I love Chuck Palahniuk. When grabbing his work, I can be sure that I will enjoy what I am about to read. From “Fight Club,” to “Invisible Monsters,” to “Beautiful You,” I have rarely been disappointed. There’s good reason he’s been one of my favorite writers, and an inspiration to how I approach my own writing. He reminds me not to be so goddamned precious about what I write. You can tell by what he writes that he has fun with it. And that above all is what I strive for (besides a career): fun.
But this isn’t about that. This is about something entirely different.
Many years ago I picked up “Haunted.” Like all of the other novels from Chuck that I had read prior to “Haunted,” I expected I would enjoy it. Maybe be grossed out, but enjoy it nonetheless.
Not the case.
I couldn’t read it. I tried. Several times. It was bad. Not gross bad. I got past the scene where a character had to bite through his own intestines to save himself from drowning (happened very early on). The rest of the book was just bad. I couldn’t get into it. In fact, it was so bad that I had trouble picking up the next CP book. I eventually did and count “Haunted” as a one-off flop, but the point I am about to make in this essay remains.
Chuck Palahniuk is an established, traditionally published writer. Now he can be considered a niche writer as his style and choice in topics are not something I would call mainstream, but he has mainstream popularity. Regardless of his standing, I trusted his work. I trusted that I would enjoy all of it. Not the case.
It was another lesson that Chuck taught me indirectly: not everything you write is going to be a hit, even for your own audience. Even for people who would otherwise laud praise onto you.

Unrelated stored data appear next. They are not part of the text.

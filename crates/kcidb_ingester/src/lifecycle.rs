//! Spool file lifecycle.
//!
//! ```text
//!             Opened             Ingested
//!  Pending ───────────▶ Processing ─────────▶ Archived
//!                          │  │    Rejected
//!                          │  └──────────────▶ Failed
//!                          │       Empty
//!                          └─────────────────▶ Deleted
//! ```
//!
//! Transitions are pure; [`crate::spool::SpoolDirs::apply`] performs the
//! filesystem side effect of a terminal state.

use crate::error::TransitionError;
use std::fmt;

#[derive(Debug, Clone, Copy, PartialEq, Eq, Hash, Default)]
pub enum SpoolState {
    /// Visible in the spool root, untouched
    #[default]
    Pending,
    /// Opened and going through the pipeline
    Processing,
    /// Moved into `archive/`
    Archived,
    /// Moved into `failed/`
    Failed,
    /// Zero-byte file, removed
    Deleted,
}

#[derive(Debug, Clone, Copy, PartialEq, Eq, Hash)]
pub enum SpoolEvent {
    Opened,
    Empty,
    Ingested,
    Rejected,
}

impl SpoolState {
    pub fn as_str(&self) -> &'static str {
        match self {
            SpoolState::Pending => "pending",
            SpoolState::Processing => "processing",
            SpoolState::Archived => "archived",
            SpoolState::Failed => "failed",
            SpoolState::Deleted => "deleted",
        }
    }

    pub fn is_terminal(&self) -> bool {
        matches!(
            self,
            SpoolState::Archived | SpoolState::Failed | SpoolState::Deleted
        )
    }

    pub fn transition(self, event: SpoolEvent) -> Result<SpoolState, TransitionError> {
        match (self, event) {
            (SpoolState::Pending, SpoolEvent::Opened) => Ok(SpoolState::Processing),
            (SpoolState::Processing, SpoolEvent::Empty) => Ok(SpoolState::Deleted),
            (SpoolState::Processing, SpoolEvent::Ingested) => Ok(SpoolState::Archived),
            (SpoolState::Processing, SpoolEvent::Rejected) => Ok(SpoolState::Failed),
            (state, event) => Err(TransitionError { state, event }),
        }
    }
}

impl fmt::Display for SpoolState {
    fn fmt(&self, f: &mut fmt::Formatter<'_>) -> fmt::Result {
        write!(f, "{}", self.as_str())
    }
}
//! PostgreSQL store.

use crate::error::{Result, StoreError};
use crate::objects::{object_rows, LoadReport, ObjectKind};
use crate::schema::{create_table_sql, upsert_sql, Dialect};
use crate::target::PgTarget;
use crate::StoreClient;
use async_trait::async_trait;
use serde_json::Value;
use sqlx::postgres::PgPoolOptions;
use sqlx::types::Json;
use sqlx::PgPool;
use std::time::Duration;
use tracing::{debug, info};

/// PostgreSQL-backed store over one long-lived connection.
pub struct PgStore {
    pool: PgPool,
    description: String,
}

impl PgStore {
    /// Connect and create missing tables.
    pub async fn connect(target: &PgTarget, password: Option<&str>) -> Result<Self> {
        let options = target.connect_options(password)?;
        let pool = PgPoolOptions::new()
            .max_connections(1)
            .acquire_timeout(Duration::from_secs(10))
            .connect_with(options)
            .await
            .map_err(|e| StoreError::Connection(format!("{target}: {e}")))?;

        let store = Self {
            pool,
            description: target.to_string(),
        };
        store.init().await?;
        info!(store = %store.description, "Connected to PostgreSQL store");
        Ok(store)
    }

    async fn init(&self) -> Result<()> {
        for kind in ObjectKind::ALL {
            sqlx::query(&create_table_sql(kind, Dialect::Postgres))
                .execute(&self.pool)
                .await?;
        }
        Ok(())
    }
}

#[async_trait]
impl StoreClient for PgStore {
    fn describe(&self) -> String {
        self.description.clone()
    }

    async fn load(&self, doc: &Value) -> Result<LoadReport> {
        let rows = object_rows(doc)?;
        let now = chrono::Utc::now();
        let mut tx = self.pool.begin().await.map_err(StoreError::from_write)?;

        for row in &rows {
            let sql = upsert_sql(row.kind, Dialect::Postgres);
            let mut query = sqlx::query(&sql).bind(row.id);
            if let Some(version) = row.version {
                query = query.bind(version);
            }
            query
                .bind(row.origin)
                .bind(Json(row.data))
                .bind(now)
                .execute(&mut *tx)
                .await
                .map_err(StoreError::from_write)?;
        }

        tx.commit().await.map_err(StoreError::from_write)?;

        let report = LoadReport::from_rows(&rows);
        debug!(rows = report.total(), "Loaded submission into PostgreSQL");
        Ok(report)
    }
}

So we come to the point of independent writers: writers who have either failed to get a contract with a publishing house or who, like myself, simply refuse to even bother with that route. My point about these writers (yes, including me) is that there is no reason to declare these writers any less worthy of being read than any successful traditionally published writer. One can assert that there are fewer tools available to the indie-writer that may impact the quality of the work, but I’ve also written to how that is more or less subjective. A great editor can do a shit job just as much as a shit writer can produce a pop hit. Covers can do a book justice or have little to do with the content inside.
I was sure that I would enjoy “Haunted” and that anything Chuck produced was gold up to that moment. I was wrong.
I had no idea that a small novel “The God of Small Things” by Arundhati Roy, an unknown writer by my reckoning, would haunt me to this day.
I wouldn’t think that books like “Fifty Shades of Grey” or “Twilight” would find massive success despite what I call terrible writing, but they did.
When first reading Hugh Howey, I did not expect that I would find another favorite author and consummate inspiration.
The point is that until you open the first page of a book, you cannot understand the journey you are about to take. No matter the writer. No matter anything but the words inside and your own willingness to take that ride.
Don’t judge a book by its cover, or the house it’s published by. Just read it and find out for yourself.